1st Treasurer of the Law Society of Upper Canada
- In office 1797–1798
- Preceded by: none
- Succeeded by: Robert Isaac Dey Gray

Personal details
- Born: 1761 Hicks Hall, Middlesex, England
- Died: January 4, 1800 York, Upper Canada
- Profession: Lawyer, politician, government minister

= John White (Frontenac County) =

Lawyer and politician in Upper Canada (c.1761–1800)

John White (c. 1761 - January 4, 1800) was a lawyer and politician in Upper Canada. He was the first Attorney General for Upper Canada. He wrote and was responsible for the legislation of the new Province, which stemmed from the partition of Quebec in the Constitutional Act of 1791. His Act to limit slavery, which relied on Christian argument, was the first such enactment ever in the world.

==Early life and journey to Upper Canada==

He was born at Hicks Hall, Middlesex, England the son of John White.

He studied at the Inner Temple in London and was called to the bar in 1785. He was recommended to William Osgoode by his friend and brother-in-law Samuel Shepherd as a possible attorney general for Upper Canada and was appointed in 1791. Samuel Shepherd had married his sister, Elizabeth White in 1783.

He arrived in 1792 at Kingston, where he was elected to the 1st Parliament of Upper Canada as the member for Leeds & Frontenac. He moved to Newark (Niagara-on-the-Lake), where the government was located in September of the same year.

==Later life and death==

As attorney general for the province, he wrote the bill in 1793 which barred the introduction of additional slaves, and the legislation which established trial by jury, district courts and Court of the King's Bench. White played an important role in founding the Law Society of Upper Canada in 1797 and was its first treasurer.

The introduction and passage of the 1793 act against slavery was not without opposition. Four of the original sixteen members of the Legislative Assembly were slave owners: John McDonell, Hazelton Spencer, Peter Van Alstine and David William Smith, and a significant number of landowners. Nine members of the Legislative Council, some of whom were also Executive Councillors, were slave owners or members of slave-owning families. White wrote that there was "much opposition but little argument" to his bill.
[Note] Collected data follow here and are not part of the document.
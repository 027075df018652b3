//! OnboardingManager — drives users through the onboarding phases and
//! persists each transition durably before the next one is attempted.
//!
//! Per-user serialization uses optimistic versioning: every mutation is a
//! compare-and-set against the profile version, re-read and retried on
//! conflict. Cross-user operations need no coordination.

use std::collections::HashSet;
use std::sync::Arc;
use std::time::Duration;

use uuid::Uuid;

use crate::error::{
    BusinessRuleError, NotFoundError, Result, StorageError, ValidationError,
};
use crate::matching::RoleMatchingEngine;
use crate::store::{
    CasOutcome, IndustryCatalog, PartnerCatalog, ProfileChanges, ProfileStore, RoleStore,
};

use super::model::{
    NativeLanguage, OnboardingSummary, PartnerSelection, Role, SessionSnapshot, SummaryPartner,
    UserOnboardingProfile,
};
use super::state::OnboardingPhase;

/// CAS retries before a conflict is surfaced to the caller.
const MAX_CAS_ATTEMPTS: u32 = 4;

/// Bounded retries for transient storage failures on reads.
const STORAGE_ATTEMPTS: u32 = 3;
const STORAGE_BACKOFF: Duration = Duration::from_millis(100);

/// Coordinates the onboarding flow: phase gating, validation, and durable
/// profile writes.
pub struct OnboardingManager {
    profiles: Arc<dyn ProfileStore>,
    industries: Arc<dyn IndustryCatalog>,
    partners: Arc<dyn PartnerCatalog>,
    roles: Arc<dyn RoleStore>,
    engine: Arc<RoleMatchingEngine>,
}

impl OnboardingManager {
    pub fn new(
        profiles: Arc<dyn ProfileStore>,
        industries: Arc<dyn IndustryCatalog>,
        partners: Arc<dyn PartnerCatalog>,
        roles: Arc<dyn RoleStore>,
        engine: Arc<RoleMatchingEngine>,
    ) -> Self {
        Self {
            profiles,
            industries,
            partners,
            roles,
            engine,
        }
    }

    /// Create an empty profile for a newly registered user. Idempotent.
    ///
    /// Registration itself lives outside this core; this is the hook it
    /// calls once a user identity exists.
    pub async fn register_profile(&self, user_id: &str) -> Result<UserOnboardingProfile> {
        let profile = self.profiles.create_profile(user_id).await?;
        tracing::info!(user_id, "Profile registered");
        Ok(profile)
    }

    /// Read the profile and report where the user is in the flow.
    ///
    /// The phase is recomputed from populated fields on every read, so a
    /// crash between partial writes cannot surface an inconsistent phase.
    pub async fn start_or_resume(&self, user_id: &str) -> Result<SessionSnapshot> {
        let profile = self.load_profile(user_id).await?;
        let phase = profile.phase();
        Ok(SessionSnapshot {
            current_phase: phase,
            next_required_step: phase.next_step(),
            resume_token: format!("{}.{}", profile.user_id, profile.version),
        })
    }

    /// Set the user's native language. Calling again with another valid code
    /// overwrites; the phase never regresses.
    pub async fn select_native_language(
        &self,
        user_id: &str,
        code: &str,
    ) -> Result<UserOnboardingProfile> {
        let language: NativeLanguage = code.parse()?;

        let profile = self
            .apply_with_cas(user_id, |_profile| {
                Ok(Some(ProfileChanges {
                    native_language: Some(language),
                    ..Default::default()
                }))
            })
            .await?;

        tracing::info!(user_id, language = %language, "Native language selected");
        Ok(profile)
    }

    /// Set the user's industry, resolving the reference by id first, then by
    /// name.
    pub async fn select_industry(
        &self,
        user_id: &str,
        reference: &str,
    ) -> Result<UserOnboardingProfile> {
        let by_id = match Uuid::parse_str(reference) {
            Ok(id) => self.industries.find_by_id(id).await?,
            Err(_) => None,
        };
        let industry = match by_id {
            Some(industry) => industry,
            None => self
                .industries
                .find_by_name(reference)
                .await?
                .ok_or_else(|| ValidationError::UnknownIndustry {
                    reference: reference.to_string(),
                })?,
        };

        let profile = self
            .apply_with_cas(user_id, |profile| {
                ensure_phase(profile, OnboardingPhase::LanguageSelected, "select industry")?;
                Ok(Some(ProfileChanges {
                    industry_id: Some(industry.id),
                    ..Default::default()
                }))
            })
            .await?;

        tracing::info!(user_id, industry = %industry.name, "Industry selected");
        Ok(profile)
    }

    /// Select an existing role from the catalog.
    pub async fn select_role(
        &self,
        user_id: &str,
        role_id: Uuid,
    ) -> Result<UserOnboardingProfile> {
        let role = self
            .roles
            .get_role(role_id)
            .await?
            .ok_or(ValidationError::UnknownRole { id: role_id })?;

        let profile = self
            .apply_with_cas(user_id, |profile| {
                ensure_phase(profile, OnboardingPhase::IndustrySelected, "select role")?;
                Ok(Some(ProfileChanges {
                    selected_role_id: Some(role.id),
                    ..Default::default()
                }))
            })
            .await?;

        tracing::info!(user_id, role = %role.title, "Role selected");
        Ok(profile)
    }

    /// Create a custom role for the user and select it.
    ///
    /// The role row is durable before this returns; embedding and indexing
    /// happen asynchronously and never block or fail the call.
    pub async fn create_custom_role(
        &self,
        user_id: &str,
        title: &str,
        description: &str,
        industry_id: Uuid,
    ) -> Result<(UserOnboardingProfile, Role)> {
        self.industries
            .find_by_id(industry_id)
            .await?
            .ok_or_else(|| ValidationError::UnknownIndustry {
                reference: industry_id.to_string(),
            })?;

        // Gate on phase before creating the row, so an out-of-order call
        // cannot leave an orphan role behind. Phases never regress, so the
        // check stays valid through the write below.
        let current = self.load_profile(user_id).await?;
        ensure_phase(&current, OnboardingPhase::IndustrySelected, "create custom role")?;

        let role = self
            .engine
            .create_custom_role(user_id, title, description, industry_id)
            .await?;

        let profile = self
            .apply_with_cas(user_id, |profile| {
                ensure_phase(profile, OnboardingPhase::IndustrySelected, "create custom role")?;
                Ok(Some(ProfileChanges {
                    selected_role_id: Some(role.id),
                    ..Default::default()
                }))
            })
            .await?;

        Ok((profile, role))
    }

    /// Replace the user's communication partner selection with `ordered_ids`,
    /// assigning priorities from list position (1-indexed). Never a merge.
    pub async fn select_communication_partners(
        &self,
        user_id: &str,
        ordered_ids: &[Uuid],
    ) -> Result<UserOnboardingProfile> {
        if ordered_ids.is_empty() {
            return Err(ValidationError::EmptyPartnerSelection.into());
        }

        let mut seen = HashSet::new();
        for &id in ordered_ids {
            if !seen.insert(id) {
                return Err(ValidationError::DuplicatePartner { id }.into());
            }
            if !self.partners.exists_and_active(id).await? {
                return Err(ValidationError::UnknownPartner { id }.into());
            }
        }

        let selections: Vec<PartnerSelection> = ordered_ids
            .iter()
            .enumerate()
            .map(|(i, &partner_id)| PartnerSelection {
                partner_id,
                priority: (i + 1) as u32,
            })
            .collect();

        let profile = self
            .apply_with_cas(user_id, |profile| {
                ensure_phase(profile, OnboardingPhase::RoleSelected, "select partners")?;
                Ok(Some(ProfileChanges {
                    partners: Some(selections.clone()),
                    ..Default::default()
                }))
            })
            .await?;

        tracing::info!(user_id, count = ordered_ids.len(), "Communication partners selected");
        Ok(profile)
    }

    /// Finish onboarding.
    ///
    /// The prerequisite check and the completion write are one CAS unit, so
    /// no concurrent writer can slip between them. Completing an
    /// already-completed profile returns the existing summary without
    /// touching `completed_at`.
    pub async fn complete_onboarding(&self, user_id: &str) -> Result<OnboardingSummary> {
        let current = self.load_profile(user_id).await?;
        if current.completed_at.is_some() {
            return self.build_summary(&current).await;
        }

        let completed_at = chrono::Utc::now();
        let updated = self
            .apply_with_cas(user_id, |profile| {
                if profile.completed_at.is_some() {
                    // A concurrent caller completed first; keep their timestamp.
                    return Ok(None);
                }
                let missing = profile.missing_prerequisites();
                if !missing.is_empty() {
                    return Err(BusinessRuleError::IncompletePrerequisites {
                        missing: missing.join(", "),
                    }
                    .into());
                }
                Ok(Some(ProfileChanges {
                    completed_at: Some(completed_at),
                    ..Default::default()
                }))
            })
            .await?;

        tracing::info!(user_id, "Onboarding completed");
        self.build_summary(&updated).await
    }

    // ── Internals ───────────────────────────────────────────────────

    /// Read the profile, retrying transient storage failures.
    async fn load_profile(&self, user_id: &str) -> Result<UserOnboardingProfile> {
        let mut last_err = None;
        for attempt in 1..=STORAGE_ATTEMPTS {
            match self.profiles.get_profile(user_id).await {
                Ok(Some(profile)) => return Ok(profile),
                Ok(None) => {
                    return Err(NotFoundError::Profile {
                        user_id: user_id.to_string(),
                    }
                    .into());
                }
                Err(e) if e.is_retryable() && attempt < STORAGE_ATTEMPTS => {
                    tracing::warn!(user_id, attempt, "Profile read failed, retrying: {e}");
                    last_err = Some(e);
                    tokio::time::sleep(STORAGE_BACKOFF * 2u32.pow(attempt - 1)).await;
                }
                Err(e) => return Err(e.into()),
            }
        }
        Err(last_err
            .unwrap_or_else(|| StorageError::Query("profile read failed".to_string()))
            .into())
    }

    /// Read-validate-write loop with optimistic versioning.
    ///
    /// `build` sees the freshest profile on each attempt and returns the
    /// changes to apply, or `None` for "nothing to do". A version conflict
    /// re-reads and re-validates; after `MAX_CAS_ATTEMPTS` the conflict is
    /// surfaced as a retryable `StorageError`.
    async fn apply_with_cas<F>(&self, user_id: &str, build: F) -> Result<UserOnboardingProfile>
    where
        F: Fn(&UserOnboardingProfile) -> Result<Option<ProfileChanges>>,
    {
        for attempt in 1..=MAX_CAS_ATTEMPTS {
            let profile = self.load_profile(user_id).await?;
            let changes = match build(&profile)? {
                Some(changes) => changes,
                None => return Ok(profile),
            };

            match self
                .profiles
                .update_profile(user_id, profile.version, &changes)
                .await?
            {
                CasOutcome::Applied(updated) => return Ok(updated),
                CasOutcome::Conflict => {
                    tracing::debug!(user_id, attempt, "Profile write conflict, retrying");
                }
            }
        }

        Err(StorageError::Conflict {
            user_id: user_id.to_string(),
        }
        .into())
    }

    /// Aggregate the four selections plus the completion timestamp.
    async fn build_summary(&self, profile: &UserOnboardingProfile) -> Result<OnboardingSummary> {
        let native_language = profile
            .native_language
            .ok_or_else(|| missing_prerequisite("native_language"))?;
        let industry_id = profile
            .industry_id
            .ok_or_else(|| missing_prerequisite("industry"))?;
        let role_id = profile
            .selected_role_id
            .ok_or_else(|| missing_prerequisite("role"))?;
        let completed_at = profile
            .completed_at
            .ok_or_else(|| missing_prerequisite("completion timestamp"))?;

        let industry = self
            .industries
            .find_by_id(industry_id)
            .await?
            .ok_or(NotFoundError::Industry { id: industry_id })?;
        let role = self
            .roles
            .get_role(role_id)
            .await?
            .ok_or(NotFoundError::Role { id: role_id })?;

        let active = self.partners.list_active().await?;
        let partners = profile
            .partners
            .iter()
            .map(|sel| {
                let name = active
                    .iter()
                    .find(|p| p.id == sel.partner_id)
                    .map(|p| p.name.clone())
                    .unwrap_or_else(|| sel.partner_id.to_string());
                SummaryPartner {
                    id: sel.partner_id,
                    name,
                    priority: sel.priority,
                }
            })
            .collect();

        Ok(OnboardingSummary {
            user_id: profile.user_id.clone(),
            native_language,
            industry,
            role,
            partners,
            completed_at,
        })
    }
}

/// Phase-entry precondition: the profile must have reached at least
/// `requires`.
fn ensure_phase(
    profile: &UserOnboardingProfile,
    requires: OnboardingPhase,
    operation: &str,
) -> Result<()> {
    let current = profile.phase();
    if current < requires {
        return Err(BusinessRuleError::StepNotReady {
            operation: operation.to_string(),
            current: current.to_string(),
            requires: requires.to_string(),
        }
        .into());
    }
    Ok(())
}

fn missing_prerequisite(name: &str) -> crate::error::Error {
    BusinessRuleError::IncompletePrerequisites {
        missing: name.to_string(),
    }
    .into()
}

// Note: OnboardingManager is exercised end-to-end in tests/onboarding_flow.rs
// against the in-memory libSQL backend with mock AI clients. The pure pieces
// (phase derivation, validation) are tested in the model and state modules.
As a result of an affair with the wife of John Small, the clerk of the Executive Council of Upper Canada, White was challenged by Small to a duel in York on January 2, 1800. He was shot and died two days later. He lived beyond his means and was often in debt, and his estate went unsettled for 37 years.

== Legislation ==
Legislation passed during the first four years of his tenure includes:
- "An Act to establish Trials by Jury" (1792, c.2)
- "An Act to establish Winchester Measure etc." (1792, c.3)
- "An Act to establish... [Small Claims] Courts..." (1792, c.4)
- "An Act for the more early and speedy recovery of small debts" (1792, c.6)
- "An act to regulate the Toll taken in Mills" (1792, c.7)
- "An Act for building a Gaol and Court House in every district throughout this Province" (1792, c.8)
- "An Act for the better regulation of the Militia in this Province" (1793, c.1)
- "An Act ... for the Nomination ... of Town Officers..." (1793, c.2)
- "An Act ... to collect Rates, ... and for the Payment of Wages to the Members of the House of Assembly" (1793, c.3)
- "An Act to regulate... the Public Highways and Roads..." (1793, c.4)
- "An act... for the Solemnisation of Marriages..." (1793, c.5)
- "An act to fix the times... of holding the Courts of Quarter Sessions..." (1793, c.6)
- "An act to prevent the further introduction of Slaves, and to limit the Terms of contracts for Servitude within this Province" (1793, c.7)
- "An act to encourage the destroying of Wolves and Bears in different parts of the Province" (1793, c.9)
- "An act to provide for the Appointment of Returning Officers..." (1793, c.10)
- "An act for the regulation of Juries" (1794, c.1)
- "An act to establish the Superior Court of Civil and Criminal Justice..." (1794, c.2)
- "An act to authorise the Governor... to licence Practitioners in the Law" (1794, c.4)
- "An act for the further Regulation of the Militia..." (1794, c.7)
- "An act to restrain... Horned Cattle, Horses, Sheep and Swine to run at large" (1794, c.8)
- "An act to lay and collect a Duty upon Stills" (1794, c.11)
- "An act for ... licencing of Public Houses..." (1794, c.12)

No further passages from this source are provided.